Push Button Burr

Designed by Ken Irvine
Built by Tom Lensch

Let me start by saying that, historically, I am not particularly good at interlocking solids. It is only in the last few months that I have begun to expand my puzzling horizons beyond boxes, SD and locks. My first burrs had me running to fellow puzzlers that I have inter-met for burrtools files (thanks MrMark!). I at least felt vindicated by Mr. Eyckman congratulating me for having “solved” his puzzles when I returned to him, tail between my legs, for help reassembling a couple of his pieces (even worse: these were some of his simpler ones!).

I feel no shame in saying this – at least no more than general. I say it to provide some context to my imaginary readers…

Not so long ago, I ordered a few puzzles from Tom Lensch – if you do not know who he is, look him up and buy whatever he will sell you. They came quickly (and were packed amazingly well!). One of my new acquisitions was Push Button Burr, an interlocking burr cube (a puzzle-fluid identity). Designed by Ken Irvine and built by Mr. Lensch, it arrived, much to my initial dismay, unassembled!

Me of little faith, I looked at the pieces and thought that I may as well crawl into the dark hole of failure in which my meaner puzzles prowl. I had read of the joy of disassembling this puzzle – I thought that perhaps I would be able to reassemble it (with the help of some tiny colored stickers and a roll or super skinny post-it tape) after I finished taking it apart.

But when my package arrived with several more balls of bubble wrap than expected, I realized that my assumption did not match that of the master Mr. Lensch who puts interlocking burr cubes together for breakfast.

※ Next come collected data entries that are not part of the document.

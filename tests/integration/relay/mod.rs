//! Relay integration tests
//!
//! End-to-end tests over real WebSocket connections.
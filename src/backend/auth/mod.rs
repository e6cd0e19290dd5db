//! Authentication Module
//!
//! User accounts, session tokens and the account HTTP endpoints.
//!
//! # Module Structure
//!
//! ```text
//! auth/
//! ├── mod.rs          - Module exports and documentation
//! ├── users.rs        - User model and database operations
//! ├── sessions.rs     - JWT tokens and JwtAuthenticator
//! └── handlers/       - HTTP handlers
//! ```
//!
//! # Authentication Flow
//!
//! 1. **Register**: username, email, password → user row with a fresh identity
//! 2. **Login**: username or email + password → 24h token
//! 3. **Refresh**: valid token → new token (30 days for desktop clients)
//!
//! Every authenticated request and every WebSocket admission resolves the
//! token's row id back to a user, so tokens of deleted users stop working.
//!
//! # Security
//!
//! - Passwords are hashed using bcrypt before storage
//! - Invalid credentials return 401 (no information leakage)

/// User data model and database operations
pub mod users;

/// JWT token generation and validation
pub mod sessions;

/// HTTP handlers for authentication endpoints
pub mod handlers;

pub use handlers::{get_user_id, login, refresh, register, search};
pub use sessions::JwtAuthenticator;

Instead of a solid cube with little brown buttons, I had a few twisted crazy pieces of varying strange Seussian shapes, and five identical brown sort-of Z’s. What to do? Do I first work on some of the other puzzles that had arrived? No! Do I immediately give up and ask for the solution? Maybe! Do I stare at it stupidly for longer than I care to admit? Probably!

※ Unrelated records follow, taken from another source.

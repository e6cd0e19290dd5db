//! Property-based tests for relay wire frames

use callrelay::shared::{InboundFrame, RelayMessage, UserIdentity};
use proptest::prelude::*;

proptest! {
    #[test]
    fn test_inbound_frame_yields_message_from_sender(
        to in "[a-z0-9-]{1,36}",
        body in ".*",
        sender in "[a-z0-9-]{1,36}",
    ) {
        let payload = serde_json::json!({"to": to, "message": body}).to_string();
        let frame = InboundFrame::decode(&payload).unwrap();
        let message = frame.into_relay_message(&UserIdentity::new(sender.clone())).unwrap();

        prop_assert_eq!(message.sender.as_str(), sender.as_str());
        prop_assert_eq!(message.recipient.as_str(), to.as_str());
        prop_assert_eq!(message.body, body);
    }

    #[test]
    fn test_frame_without_recipient_is_ignored(body in ".*") {
        let payload = serde_json::json!({"to": "", "message": body}).to_string();
        let frame = InboundFrame::decode(&payload).unwrap();
        prop_assert!(frame.into_relay_message(&UserIdentity::new("alice")).is_none());
    }

    #[test]
    fn test_outbound_frame_has_exactly_three_fields(
        from in "[a-z0-9-]{1,36}",
        to in "[a-z0-9-]{1,36}",
        body in ".*",
    ) {
        let message = RelayMessage::new(from.as_str().into(), to.as_str().into(), body.clone());
        let json: serde_json::Value =
            serde_json::from_str(&message.to_outbound().encode().unwrap()).unwrap();

        let object = json.as_object().unwrap();
        prop_assert_eq!(object.len(), 3);
        prop_assert_eq!(object["from"].as_str(), Some(from.as_str()));
        prop_assert_eq!(object["to"].as_str(), Some(to.as_str()));
        prop_assert_eq!(object["message"].as_str(), Some(body.as_str()));
    }

    #[test]
    fn test_non_object_payload_is_rejected(text in "[^{}\\[\\]\"]*") {
        prop_assert!(InboundFrame::decode(&text).is_err());
    }
}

But if I were to assemble it based on instructions, I would kill the fun of disassembly (this works better the other way). So you know what I did? I did another puzzle.

Later, after getting myself in the right mindspace by failing to solve something else, I sat down with my dysmorphic cube pieces and figure I will at least try before probably failing.

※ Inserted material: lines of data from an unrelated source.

//! Middleware Module
//!
//! HTTP middleware for the backend server.
//!
//! - **`auth`** - Session token verification for protected routes

pub mod auth;

pub use auth::{auth_middleware, bearer_token, AuthUser, AuthenticatedUser, TokenQuery};
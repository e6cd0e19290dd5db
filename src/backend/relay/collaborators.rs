/**
 * Collaborator Traits
 *
 * The relay core depends on three outside services. Each is an object-safe
 * async trait so the core can hold them as `Arc<dyn ..>` and tests can swap
 * in in-memory fakes.
 *
 * # Implementations
 *
 * - `Authenticator` - `backend::auth::sessions::JwtAuthenticator`
 * - `RelationshipGraph` - `backend::friends::db::SqlRelationshipGraph`
 * - `HistoryStore` - `backend::history::db::SqlHistoryStore`
 */

use async_trait::async_trait;

use crate::backend::error::{AuthFailure, BackendError};
use crate::shared::{RelayMessage, UserIdentity};

/// Turns a session token into the identity it was issued for
#[async_trait]
pub trait Authenticator: Send + Sync {
    async fn identity_for(&self, token: &str) -> Result<UserIdentity, AuthFailure>;
}

/// Read side of the friend graph
#[async_trait]
pub trait RelationshipGraph: Send + Sync {
    /// Whether `a` and `b` are linked, in either direction
    async fn linked(&self, a: &UserIdentity, b: &UserIdentity) -> Result<bool, BackendError>;
}

/// Durable message log
#[async_trait]
pub trait HistoryStore: Send + Sync {
    /// Persist one message
    async fn append(&self, message: &RelayMessage) -> Result<(), BackendError>;

    /// All messages exchanged between `a` and `b`, oldest first
    async fn range_between(
        &self,
        a: &UserIdentity,
        b: &UserIdentity,
    ) -> Result<Vec<RelayMessage>, BackendError>;
}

And try I did – it took me a while, but I was able to build the frame; it made more sense to me than many such spatially demanding puzzles do – perhaps the disorder saw something in me and decided to give me a break. Eventually, however, build it I did! I was pretty satisfied with myself, until I remembered the five buttons still sitting there outside my almost-cube. The nature of this puzzle is such that it looked close to finished – absent a few holes (10 if you have not guessed), the cube was complete.

Now here is one of the things that makes this such a great puzzle: building it had required trial and error, memory, and, yes, a bit of thought. But getting these buttons in? Well, that is going to take a lot of thought! Not my strong suit, but let’s see if any of those brain cells survived my adolescence.

And so I thought before trialing. And then I thought some more after erroring. Slowly, a dance began to form. These would require a very specific order, back and forth, cube and button, button and cube; the cage was there but must be rebuilt with its prisoners present. And, eventually, I saw it: the right order, in the right way, and piece after piece slid into place, leaving my buttons ready to be pushed (unpushed?).

Declaring myself the smartest man in the world (or at least the room), I gleefully showed by wife, who, true to herself, didn’t really care but did afford me a brief “That’s nice, dear, now shut up” look. But I was too busy admiring my utter and complete brilliance: clearly it goes Albert Einstein, David Byrne, me, and then whoever invented the pop tart.

After doing my happy dance for an acceptable amount of time, I proceeded to do it for an uncomfortably longer time. I went to discord and bragged about something so many others can do more easily than I. And then I went back to push buttons and let the dance play out in reverse, appreciating the creativity it took to design this mashup and the skill that went into making it.

High on my own utter and complete genius, I went back to Stumbling Blocks and was quickly and absolutely humbled.

Oh well, it was good while it lasted.

Grade: Four and a Half Sinatras

3 comments

  1. You utterly ruled that one, and it is NOT an easy assembly. What a great state of mind you most have been in to focus and see and find your way to solving it. Congratulations!